There is a knock on the door, and representatives of the German command enter: the gray-haired, long-faced General von Schratt and the purple-faced Major von Doust. The Hetman joyfully greets them, talks about the betrayal of the Russian command headquarters and the breakthrough of the front by Petlyura’s cavalry. He asks the German command to immediately provide troops to repel the gangs and “restore order in Ukraine, so friendly to Germany.”

The generals refuse to help the hetman, declaring that all of Ukraine is on Petliura’s side, and therefore the German command is withdrawing its divisions back to Germany, and they propose an immediate “evacuation” of the hetman in the same direction. The hetman begins to get nervous and swagger. He protests and declares that he himself will gather an army to defend Kyiv. The Germans in response hint that if the hetman is suddenly captured, he will be hanged immediately. The hetman is broken.

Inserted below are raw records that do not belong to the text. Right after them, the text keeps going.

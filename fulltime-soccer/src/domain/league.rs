use rustc_hash::FxHashMap;
use serde::{Deserialize, Serialize};
use thiserror::Error;

use crate::domain::TeamSeasonStats;

#[derive(Debug, Error, PartialEq, Eq)]
pub enum LookupError {
    #[error("no league with code {0:?}")]
    League(String),

    #[error("no team named {team:?} in {league:?}")]
    Team { league: String, team: String },

    #[error("{0:?} cannot play against itself")]
    SameTeam(String),
}

/// League-wide per-game scoring baselines, measured from the host's perspective.
#[derive(Clone, Debug, PartialEq, Serialize, Deserialize)]
pub struct LeagueAverages {
    /// Goals scored per game by home sides.
    pub home_goals_for: f64,

    /// Goals conceded per game by home sides; equivalently, goals scored per game by visitors.
    pub home_goals_against: f64,
}

impl Default for LeagueAverages {
    fn default() -> Self {
        Self {
            home_goals_for: 1.2,
            home_goals_against: 1.0,
        }
    }
}

/// The roster of one competition.
#[derive(Clone, Debug, Default)]
pub struct League {
    pub code: String,
    teams: Vec<TeamSeasonStats>,
    by_name: FxHashMap<String, usize>,
}
impl League {
    pub fn new(code: impl Into<String>, teams: Vec<TeamSeasonStats>) -> Self {
        let mut by_name = FxHashMap::with_capacity_and_hasher(teams.len(), Default::default());
        for (index, team) in teams.iter().enumerate() {
            by_name.entry(name_key(&team.name)).or_insert(index);
        }
        Self {
            code: code.into(),
            teams,
            by_name,
        }
    }

    pub fn teams(&self) -> &[TeamSeasonStats] {
        &self.teams
    }

    pub fn is_empty(&self) -> bool {
        self.teams.is_empty()
    }

    /// Case-insensitive, whitespace-trimmed lookup by team name.
    pub fn team(&self, name: &str) -> Result<&TeamSeasonStats, LookupError> {
        self.by_name
            .get(&name_key(name))
            .map(|&index| &self.teams[index])
            .ok_or_else(|| LookupError::Team {
                league: self.code.clone(),
                team: name.to_string(),
            })
    }

    /// Resolves a home/away pairing, rejecting a team drawn against itself.
    pub fn matchup(
        &self,
        home: &str,
        away: &str,
    ) -> Result<(&TeamSeasonStats, &TeamSeasonStats), LookupError> {
        if name_key(home) == name_key(away) {
            return Err(LookupError::SameTeam(home.trim().to_string()));
        }
        Ok((self.team(home)?, self.team(away)?))
    }

    /// Derives per-game home scoring and conceding averages across the league. A team with an
    /// empty home split contributes half of its aggregate games and goals (rounded up). Either
    /// average falls back to its counterpart in `fallback` when the league offers no usable data.
    pub fn averages(&self, fallback: &LeagueAverages) -> LeagueAverages {
        let (mut games, mut goals_for, mut goals_against) = (0.0, 0.0, 0.0);
        for team in &self.teams {
            if team.home.is_empty() {
                games += f64::ceil(team.games / 2.0);
                goals_for += f64::ceil(team.goals_for / 2.0);
                goals_against += f64::ceil(team.goals_against / 2.0);
            } else {
                games += team.home.games;
                goals_for += team.home.goals_for;
                goals_against += team.home.goals_against;
            }
        }

        let average = |goals: f64, fallback: f64| {
            let average = goals / games;
            if games > 0.0 && average > 0.0 && average.is_finite() {
                average
            } else {
                fallback
            }
        };
        LeagueAverages {
            home_goals_for: average(goals_for, fallback.home_goals_for),
            home_goals_against: average(goals_against, fallback.home_goals_against),
        }
    }
}

fn name_key(name: &str) -> String {
    name.trim().to_lowercase()
}
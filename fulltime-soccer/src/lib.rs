//! Football match-outcome prediction: team strengths, Poisson and Dixon-Coles score grids, the
//! 1X2, both-teams-to-score and over/under markets derived from them, and staking advice.

pub mod advice;
pub mod config;
pub mod data;
pub mod domain;
pub mod market;
pub mod model;
pub mod print;
pub mod scoregrid;
pub mod strength;

#[doc = include_str!("../README.md")]
#[cfg(doc)]
fn readme() {}
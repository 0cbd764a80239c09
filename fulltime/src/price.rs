//! Conversions between price formats.

/// The smallest decimal price accepted from a parsed decimal quote. Keeps the implied net odds
/// `b = price − 1` strictly positive.
pub const MIN_DECIMAL: f64 = 1.000001;

/// A price that can be expressed in decimal form.
pub trait MarketPrice {
    fn decimal(&self) -> f64;
}

impl MarketPrice for f64 {
    fn decimal(&self) -> f64 {
        *self
    }
}

impl MarketPrice for str {
    fn decimal(&self) -> f64 {
        decimal_from_str(self)
    }
}

/// The smallest magnitude of a well-formed American quote.
pub const MIN_AMERICAN: f64 = 100.0;

/// Parses either an American (signed, e.g. `+150`, `-120`) or a decimal (`2.50`, `2,50`) quote
/// into decimal form. Blank or unparseable input yields `1.0`, a price carrying no payout, as does
/// a signed quote of magnitude under 100.
pub fn decimal_from_str(quote: &str) -> f64 {
    let quote = quote.trim().replace(',', ".");
    if quote.is_empty() {
        return 1.0;
    }
    if quote.starts_with('+') || quote.starts_with('-') {
        match quote.parse::<f64>() {
            Ok(american) if american.is_finite() && american.abs() >= MIN_AMERICAN => {
                decimal_from_american(american)
            }
            _ => 1.0,
        }
    } else {
        match quote.parse::<f64>() {
            Ok(decimal) if !decimal.is_nan() => f64::max(decimal, MIN_DECIMAL),
            _ => 1.0,
        }
    }
}

/// Positive American `a` pays `a` per 100 staked; negative `a` requires `|a|` to win 100.
pub fn decimal_from_american(american: f64) -> f64 {
    if american > 0.0 {
        1.0 + american / 100.0
    } else {
        1.0 + 100.0 / american.abs()
    }
}

/// The inverse of [`decimal_from_american`], rounded to the nearest whole number. A decimal price
/// of `1.0` or less carries no payout and has no American form; it maps to `0`.
pub fn american_from_decimal(decimal: f64) -> i64 {
    if decimal.is_nan() || decimal <= 1.0 {
        0
    } else if decimal >= 2.0 {
        ((decimal - 1.0) * 100.0).round() as i64
    } else {
        (-100.0 / (decimal - 1.0)).round() as i64
    }
}

/// Formats a decimal price as a signed American quote.
pub fn format_american(decimal: f64) -> String {
    let american = american_from_decimal(decimal);
    if american == 0 {
        "-".into()
    } else if american > 0 {
        format!("+{american}")
    } else {
        format!("{american}")
    }
}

Dust shoots a revolver at the ceiling, Schratt hides in the next room. To those who came running in response to the noise, Dust explains that everything is fine with the hetman, it was General von Schratt who caught the revolver in his trousers and “mistakenly hit it on his head.” A German army doctor enters the room with a medical bag. Schratt hastily dresses the hetman in a German uniform, “as if you were me, and I was the wounded man; We will secretly take you out of the city.”

The field telephone rings, Shervinsky reports to the hetman that two Serdyuk regiments have gone over to Petliura’s side, and enemy cavalry has appeared on the exposed section of the front. The hetman asks you to tell them to delay the cavalry for at least half an hour - he wants to leave in time. Shervinsky turns to Schratt with a request to take him and his bride to Germany. Schratt refuses, he reports that there are no places on the evacuation train, and there is already an adjutant there - Prince Novozhiltsev. Meanwhile, the confused hetman is disguised as a German general. The doctor tightly bandages his head and places him on a stretcher. The hetman is carried out, and Schratt leaves unnoticed through the back door.

Shervinsky notices a gold cigarette case that the hetman forgot. After hesitating a little, Shervinsky puts the cigarette case in his pocket. Then he calls Turbin and talks about the hetman’s betrayal, dresses in civilian clothes, which were delivered at his request by a messenger, and disappears.

Scene two

Evening. Empty, gloomy room. Caption: “Headquarters of the 1st Film Division.” The standard is blue and yellow, there is a kerosene lantern at the entrance. Outside the windows, the sound of horse hooves can be heard from time to time, and a harmonica plays quietly.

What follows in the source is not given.